Sechs Monste später: Es war ein herrlicher Morgen. Die hohen Berge Cavembourgs standen in golden-herbstlichen Farben der Buchen- und Eichenwälder, darüber erstrahlte ein tiefblaues Firmament. Auf dem Betriebsgelände war bereits emsiges Treiben: Lokomotiven standen bereit, man hörte metallisches Hämmern und das Fauchen des Dampfes. Es roch nach Öl. Kohlenrauch kratzte in seiner Nase, als Kruckenberg den Lokschuppen betrat und die Arbeit der letzten Monate betrachtete. „Gesundheit!“, rief es hinter ihm, als er genossen hatte, „und einen schönen, guten Morgen!“ Stedefeld trat zu ihm. „Na, dann wollen wir mal das Kindchen schaukeln!“ Der Prototyp war fertig geworden.
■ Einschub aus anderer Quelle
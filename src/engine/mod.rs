//! Traversal engine (component G): the document-type-dispatched walker
//! that drives a caller-supplied [`crate::visitor::Visitor`] with a
//! strictly ordered event stream.
//!
//! Split along the same lines as the document-type dispatch itself:
//! [`word`] for Pages-shaped packages, [`sheet`] for Numbers,
//! [`presentation`] for Keynote, with the character-range merge shared in
//! [`text`] and the table tile walk shared in [`table`]. [`drawable`]
//! holds the polymorphic per-kind dispatch every document type needs.

mod drawable;
mod presentation;
mod sheet;
mod table;
#[cfg(test)]
mod test_support;
#[cfg(test)]
mod tests;
mod text;
mod word;

use crate::error::{Error, Result};
use crate::metadata::Metadata;
use crate::object_store::ObjectStore;
use crate::package::PackageStorage;
use crate::protos::{kn, tn, tp};
use crate::visitor::{DocumentType, Visitor};

/// Counters for a single list, keyed by nesting level. Entering a level
/// for the first time (or with a different list-style identity than the
/// one last seen there) resets its count to 1; leaving a level drops
/// every deeper entry so re-entering starts fresh.
pub(crate) struct ListCounters {
    stack: Vec<(u64, u32)>,
}

impl ListCounters {
    fn new() -> Self {
        Self { stack: Vec::new() }
    }

    fn clear(&mut self) {
        self.stack.clear();
    }

    /// Advance the counter at `level` for list-style identity
    /// `style_identity`, returning the new item number.
    fn next(&mut self, level: u32, style_identity: u64) -> u32 {
        let level = level as usize;
        if self.stack.len() > level + 1 {
            self.stack.truncate(level + 1);
        }
        if self.stack.len() <= level {
            self.stack.resize(level + 1, (style_identity, 0));
        }
        let (current_identity, count) = &mut self.stack[level];
        if *current_identity != style_identity {
            *current_identity = style_identity;
            *count = 0;
        }
        *count += 1;
        *count
    }
}

/// Bundles the store, metadata and package together for the duration of
/// one traversal. Borrowed, not owned: a caller may run multiple
/// traversals (each with its own visitor) over the same loaded package.
pub struct Engine<'a> {
    pub(crate) store: &'a ObjectStore,
    pub(crate) metadata: &'a Metadata,
    pub(crate) storage: &'a dyn PackageStorage,
}

impl<'a> Engine<'a> {
    pub fn new(store: &'a ObjectStore, metadata: &'a Metadata, storage: &'a dyn PackageStorage) -> Self {
        Self { store, metadata, storage }
    }

    /// Detect the document type from the store's anchor record and drive
    /// `visitor` through the corresponding traversal.
    pub async fn traverse<V: Visitor>(&self, visitor: &mut V) -> Result<()> {
        if let Some((_, doc)) = self.store.first_of_type::<tp::DocumentArchive>() {
            return word::traverse(self, visitor, &doc).await;
        }
        if let Some((_, doc)) = self.store.first_of_type::<tn::DocumentArchive>() {
            return sheet::traverse(self, visitor, &doc).await;
        }
        if let Some((_, show)) = self.store.first_of_type::<kn::ShowArchive>() {
            return presentation::traverse(self, visitor, &show).await;
        }
        Err(Error::PackageCorrupt("no recognized document anchor record in package".into()))
    }

    /// The document type this engine would dispatch to, without running a
    /// traversal. Used by [`crate::document::Document`] to answer
    /// `document_type()` cheaply.
    pub fn detect_document_type(&self) -> Option<DocumentType> {
        if self.store.first_of_type::<tp::DocumentArchive>().is_some() {
            return Some(DocumentType::Pages);
        }
        if self.store.first_of_type::<tn::DocumentArchive>().is_some() {
            return Some(DocumentType::Numbers);
        }
        if self.store.first_of_type::<kn::ShowArchive>().is_some() {
            return Some(DocumentType::Keynote);
        }
        None
    }
}
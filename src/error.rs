//! Error types shared by every layer of the crate.

use thiserror::Error;

/// Errors produced while opening, decoding or traversing an iWork package.
///
/// Per the error-handling design: corruption is fatal, missing references
/// and unknown subtypes are tolerated by skipping, and visitor/OCR failures
/// are surfaced without corrupting engine state.
#[derive(Debug, Error)]
pub enum Error {
    #[error("I/O error: {0}")]
    Io(#[from] std::io::Error),

    #[error("package not found: {0}")]
    PackageNotFound(String),

    #[error("entry not found: {0}")]
    EntryNotFound(String),

    #[error("package corrupt: {0}")]
    PackageCorrupt(String),

    #[error("unrecognized record type: {0}")]
    SchemaUnknown(u32),

    #[error("visitor error: {0}")]
    VisitorError(Box<dyn std::error::Error + Send + Sync>),

    #[error("protobuf decode error: {0}")]
    ProtobufDecode(#[from] prost::DecodeError),

    #[error("plist error: {0}")]
    Plist(#[from] plist::Error),

    #[error("zip error: {0}")]
    Zip(#[from] soapberry_zip::Error),
}

/// Internal-only condition: a reference that does not resolve. Never
/// surfaced to callers as an [`Error`] — the object store and traversal
/// engine turn it into a skipped event or an absent field.
#[derive(Debug, Clone, Copy, PartialEq, Eq)]
pub struct DereferenceMiss;

pub type Result<T> = std::result::Result<T, Error>;
use thiserror::Error;

/// A single sandbox invocation that did not produce a usable run result.
///
/// The harness treats these as a failed test case and keeps going; only
/// the caller of a bare [`crate::JudgeClient`] may decide otherwise.
#[derive(Debug, Error)]
pub enum ExecutionError {
    #[error("sandbox request failed: {0}")]
    Transport(#[from] reqwest::Error),

    #[error("sandbox returned status {0}")]
    Status(reqwest::StatusCode),
}

/// Terminal failures of an evaluation. Sandbox failures are deliberately
/// absent: the harness recovers them into per-case verdicts instead.
#[derive(Debug, Error)]
pub enum EvaluationError {
    /// Unsupported language or a problem with no test cases. Terminal,
    /// never retried.
    #[error("configuration error: {0}")]
    Configuration(String),

    /// The CMS could not be reached or answered with garbage.
    #[error("problem source unavailable: {0}")]
    ProblemFetch(#[source] reqwest::Error),
}
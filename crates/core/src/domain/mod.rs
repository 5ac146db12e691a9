mod difficulty;
mod error;
mod ids;
mod language;
mod points;
mod problem;
mod slug;
mod submission_status;

pub use difficulty::Difficulty;
pub use error::DomainError;
pub use ids::{SubmissionId, UserId};
pub use language::Language;
pub use points::BasePoints;
pub use problem::{Problem, TestCase};
pub use slug::ProblemSlug;
pub use submission_status::SubmissionStatus;
/// Counts effective lines of code: non-blank lines that are not
/// single-line or block comments. Used as the efficiency proxy in the
/// submit-time grading.
///
/// A line is excluded when, after trimming, it is empty or starts with
/// `//`, `#`, `/*` or `*`.
pub fn effective_loc(code: &str) -> u32 {
    code.trim()
        .lines()
        .map(str::trim)
        .filter(|line| {
            !line.is_empty()
                && !line.starts_with("//")
                && !line.starts_with('#')
                && !line.starts_with("/*")
                && !line.starts_with('*')
        })
        .count() as u32
}

#[cfg(test)]
mod tests {
    use super::effective_loc;

    #[test]
    fn blank_and_comment_lines_are_excluded() {
        let code = "  // comment\n\nx=1\n  x=2  ";

        assert_eq!(effective_loc(code), 2);
    }

    #[test]
    fn block_comment_bodies_are_excluded() {
        let code = "/* header\n * continued\n */\nint main() {}\n";

        assert_eq!(effective_loc(code), 1);
    }

    #[test]
    fn python_comments_are_excluded() {
        let code = "# setup\nx = 1\n# done\n";

        assert_eq!(effective_loc(code), 1);
    }

    #[test]
    fn empty_source_has_zero_loc() {
        assert_eq!(effective_loc(""), 0);
        assert_eq!(effective_loc("   \n\n  "), 0);
    }
}
use axum::Json;
use axum::http::StatusCode;
use axum::response::{IntoResponse, Response};
use codeclub_api_types::ErrorResponse;
use codeclub_evaluation::EvaluationError;
use tracing::error;

/// Handler-level error. Maps the pipeline's error taxonomy onto HTTP
/// status codes and a JSON error envelope.
#[derive(Debug)]
pub enum ApiError {
    BadRequest(String),
    NotFound(String),
    Configuration(String),
    Upstream(String),
    Internal(anyhow::Error),
}

impl From<EvaluationError> for ApiError {
    fn from(err: EvaluationError) -> Self {
        match err {
            EvaluationError::Configuration(message) => ApiError::Configuration(message),
            EvaluationError::ProblemFetch(source) => ApiError::Upstream(source.to_string()),
        }
    }
}

impl IntoResponse for ApiError {
    fn into_response(self) -> Response {
        let (status, code, message) = match self {
            ApiError::BadRequest(message) => (StatusCode::BAD_REQUEST, "bad_request", message),
            ApiError::NotFound(message) => (StatusCode::NOT_FOUND, "not_found", message),
            ApiError::Configuration(message) => (
                StatusCode::UNPROCESSABLE_ENTITY,
                "configuration_error",
                message,
            ),
            ApiError::Upstream(message) => (StatusCode::BAD_GATEWAY, "upstream_error", message),
            ApiError::Internal(err) => {
                error!(error = %err, "internal error while handling request");
                (
                    StatusCode::INTERNAL_SERVER_ERROR,
                    "internal_error",
                    "internal server error".to_string(),
                )
            }
        };

        (
            status,
            Json(ErrorResponse {
                code: code.to_string(),
                message,
            }),
        )
            .into_response()
    }
}
use std::env;
use std::sync::Arc;

use anyhow::Context;
use codeclub_evaluation::PipelineConfig;
use codeclub_server::api::{self, AppState};
use codeclub_server::db;
use tracing::info;
use tracing_subscriber::EnvFilter;

#[tokio::main]
async fn main() -> anyhow::Result<()> {
    init_tracing()?;

    info!("starting codeclub evaluation server");
    info!("loading pipeline config from pipeline.toml");
    let config = PipelineConfig::from_file("pipeline.toml")
        .context("failed to load pipeline config from pipeline.toml")?;

    let db = db::init_pool_and_migrate()
        .await
        .context("failed to initialize database")?;
    info!("database ready, migrations applied");

    let state = Arc::new(AppState::new(&config, db));
    let app = api::create_api_router(state);

    let bind_addr = env::var("BIND_ADDR").unwrap_or_else(|_| "0.0.0.0:8080".to_string());
    let listener = tokio::net::TcpListener::bind(&bind_addr)
        .await
        .with_context(|| format!("failed to bind {bind_addr}"))?;
    info!(addr = %listener.local_addr()?, "server is ready");

    axum::serve(listener, app)
        .with_graceful_shutdown(shutdown_signal())
        .await?;

    info!("server shutdown complete");
    Ok(())
}

async fn shutdown_signal() {
    if tokio::signal::ctrl_c().await.is_ok() {
        info!("shutdown signal received, stopping server");
    }
}

fn init_tracing() -> anyhow::Result<()> {
    let env_filter = EnvFilter::try_from_default_env().or_else(|_| EnvFilter::try_new("info"))?;

    tracing_subscriber::fmt().with_env_filter(env_filter).init();
    Ok(())
}
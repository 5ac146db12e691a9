use std::fmt;
use std::str::FromStr;
use uuid::Uuid;

macro_rules! define_id_type {
    ($name:ident) => {
        #[derive(Debug, Clone, Copy, PartialEq, Eq, Hash)]
        pub struct $name(Uuid);

        impl $name {
            pub fn new() -> Self {
                Self(Uuid::new_v4())
            }

            pub fn from_uuid(value: Uuid) -> Self {
                Self(value)
            }

            pub fn into_inner(self) -> Uuid {
                self.0
            }
        }

        impl Default for $name {
            fn default() -> Self {
                Self::new()
            }
        }

        impl fmt::Display for $name {
            fn fmt(&self, f: &mut fmt::Formatter<'_>) -> fmt::Result {
                self.0.fmt(f)
            }
        }

        impl FromStr for $name {
            type Err = uuid::Error;

            fn from_str(s: &str) -> Result<Self, Self::Err> {
                Uuid::parse_str(s).map(Self)
            }
        }

        impl From<Uuid> for $name {
            fn from(value: Uuid) -> Self {
                Self::from_uuid(value)
            }
        }

        impl From<$name> for Uuid {
            fn from(value: $name) -> Self {
                value.into_inner()
            }
        }
    };
}

define_id_type!(UserId);
define_id_type!(SubmissionId);
//! Efficiency grading for the "submit" flow.
//!
//! Runs in-process as a pure function of its request; identical requests
//! always produce identical reports, which keeps final scores auditable.

use codeclub_core::domain::Difficulty;
use serde::Serialize;

use crate::loc::effective_loc;

/// Effective-LOC baseline used when a problem carries no curated value.
pub const DEFAULT_OPTIMAL_LOC: u32 = 20;

const SPEED_WEIGHT: f64 = 0.4;
const COMPLEXITY_WEIGHT: f64 = 0.4;
const LOC_WEIGHT: f64 = 0.2;

/// Big-O classes ordered from best to worst; the derived `Ord` follows
/// declaration order.
#[derive(Debug, Clone, Copy, PartialEq, Eq, PartialOrd, Ord, Hash)]
pub enum Complexity {
    Constant,
    Logarithmic,
    Linear,
    Linearithmic,
    Quadratic,
    Cubic,
    Exponential,
    Factorial,
}

#[derive(Debug, Clone)]
pub struct GradingRequest<'a> {
    pub difficulty: Difficulty,
    pub execution_time_ms: u32,
    pub code: &'a str,
    pub optimal_loc: u32,
    pub expected_complexity: Complexity,
    /// Complexity class of the submitted code. Static analysis of this is
    /// out of reach today, so callers fall back to a pessimistic default.
    pub user_complexity: Complexity,
}

impl<'a> GradingRequest<'a> {
    pub fn new(
        difficulty: Difficulty,
        execution_time_ms: u32,
        code: &'a str,
        optimal_loc: u32,
    ) -> Self {
        Self {
            difficulty,
            execution_time_ms,
            code,
            optimal_loc,
            expected_complexity: Complexity::Linear,
            user_complexity: Complexity::Quadratic,
        }
    }
}

#[derive(Debug, Clone, Copy, PartialEq, Serialize)]
pub struct CategoryScore {
    pub score: f64,
    pub max: f64,
}

impl CategoryScore {
    fn rounded(score: f64, max: f64) -> Self {
        Self {
            score: round2(score),
            max: round2(max),
        }
    }
}

#[derive(Debug, Clone, PartialEq, Serialize)]
pub struct GradingDetails {
    pub execution_speed: CategoryScore,
    pub time_complexity: CategoryScore,
    pub lines_of_code: CategoryScore,
}

#[derive(Debug, Clone, PartialEq, Serialize)]
pub struct GradingReport {
    pub total_score: f64,
    pub max_marks: f64,
    pub details: GradingDetails,
}

impl GradingReport {
    /// Whole points awarded for the submission.
    pub fn awarded_points(&self) -> u32 {
        self.total_score.round().max(0.0) as u32
    }
}

/// Total marks available for a problem of the given difficulty.
pub fn max_marks(difficulty: Difficulty) -> f64 {
    match difficulty {
        Difficulty::Easy => 10.0,
        Difficulty::Medium => 20.0,
        Difficulty::Hard => 30.0,
    }
}

/// Stepped percentage of the category maximum: 0ms is full marks, each
/// additional millisecond costs 20 points of percentage down to half.
fn speed_score(execution_time_ms: u32, category_max: f64) -> f64 {
    let fraction = match execution_time_ms {
        0 => 1.0,
        1 => 0.8,
        2 => 0.6,
        _ => 0.5,
    };
    category_max * fraction
}

/// At or better than expected is full marks; each rank of regression
/// costs a quarter of the category, down to a quarter.
fn complexity_score(actual: Complexity, expected: Complexity, category_max: f64) -> f64 {
    if actual <= expected {
        return category_max;
    }

    let rank_difference = actual as u8 - expected as u8;
    let fraction = match rank_difference {
        1 => 0.75,
        2 => 0.5,
        _ => 0.25,
    };
    category_max * fraction
}

/// Penalized by how far the submission's effective LOC exceeds the
/// optimal baseline.
fn loc_score(actual_loc: u32, optimal_loc: u32, category_max: f64) -> f64 {
    if actual_loc <= optimal_loc {
        return category_max;
    }

    let ratio = f64::from(actual_loc) / f64::from(optimal_loc.max(1));
    let fraction = if ratio <= 1.2 {
        0.8
    } else if ratio <= 1.5 {
        0.6
    } else {
        0.4
    };
    category_max * fraction
}

/// Grades one passed submission. Deterministic: no clock, no randomness,
/// no I/O.
pub fn grade(request: &GradingRequest<'_>) -> GradingReport {
    let total_marks = max_marks(request.difficulty);
    let max_speed = total_marks * SPEED_WEIGHT;
    let max_complexity = total_marks * COMPLEXITY_WEIGHT;
    let max_loc = total_marks * LOC_WEIGHT;

    let speed = speed_score(request.execution_time_ms, max_speed);
    let complexity = complexity_score(
        request.user_complexity,
        request.expected_complexity,
        max_complexity,
    );
    let loc = loc_score(effective_loc(request.code), request.optimal_loc, max_loc);

    GradingReport {
        total_score: round2(speed + complexity + loc),
        max_marks: total_marks,
        details: GradingDetails {
            execution_speed: CategoryScore::rounded(speed, max_speed),
            time_complexity: CategoryScore::rounded(complexity, max_complexity),
            lines_of_code: CategoryScore::rounded(loc, max_loc),
        },
    }
}

fn round2(value: f64) -> f64 {
    (value * 100.0).round() / 100.0
}
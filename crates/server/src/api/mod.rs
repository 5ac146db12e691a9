//! API routing for the evaluation pipeline.

pub mod code;
pub mod error;
pub mod score;
pub mod state;

use std::sync::Arc;

use axum::{Json, Router, routing::get};
use codeclub_api_types::HealthCheckResponse;
use tower_http::cors::CorsLayer;

pub use error::ApiError;
pub use state::AppState;

pub fn create_api_router(state: Arc<AppState>) -> Router {
    Router::new()
        .route("/api/health", get(health))
        .merge(code::create_code_router())
        .merge(score::create_score_router())
        .layer(CorsLayer::permissive())
        .with_state(state)
}

async fn health() -> Json<HealthCheckResponse> {
    Json(HealthCheckResponse::ok())
}
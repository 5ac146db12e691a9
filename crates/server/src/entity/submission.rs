use sea_orm::entity::prelude::*;

#[derive(Clone, Debug, PartialEq, Eq, DeriveEntityModel)]
#[sea_orm(table_name = "submission")]
pub struct Model {
    #[sea_orm(primary_key, auto_increment = false)]
    pub id: String,
    pub user_id: String,
    pub problem_slug: String,
    pub language: i16,
    pub status: i16,
    pub source_code: String,
    pub runtime_ms: Option<i32>,
    pub points: i32,
    pub created_at: DateTime,
}

#[derive(Copy, Clone, Debug, EnumIter, DeriveRelation)]
pub enum Relation {}

impl ActiveModelBehavior for ActiveModel {}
In nur 5 Monaten hatten sie einen Hänge-Schnellbahnwagen gebaut, der heute der Weltöffentlichkeit präsentiert werden sollte. Zahlreiche Fotografen und Zeitungsleute waren angereist. Manche weilten schon seit Tagen in der Stadt. Die beiden Ingenieure hatten ihnen Interviews gegeben und ihre Pläne erläutert. Den Wagen aber hatte noch keiner zu sehen bekommen. Das hob man sich bis zum Schluss auf.

Dressler, unter dessen Organisation und Logistik dieses Meisterstück in so kurzer Zeit vollbracht werden konnte, wies gerade einen Lokführer an, den Hängewagen hinaus zu rangieren. Auf zwei Hilfsdrehgestellen zog man ihn auf die Drehscheibe vor den Lokschuppen. Im hellen Morgenlicht glänzte seine weiße Oberfläche. Die beiden Ingenieure betraten damit neues Land in der Fahrzeugtechnik. Die konsequente Leichtbauweise, die innovative, hydraulische Hängevorrichtung und die Stromlinie der Außenhülle hatte ihnen zahlreiche Patente eingebracht. Doch beiden war klar: Der gößte und schwierigste Schritt stand ihnen noch bevor. Ohne den Bau einer Einschienenbahn, blieb der Prototyp nur eine Studie.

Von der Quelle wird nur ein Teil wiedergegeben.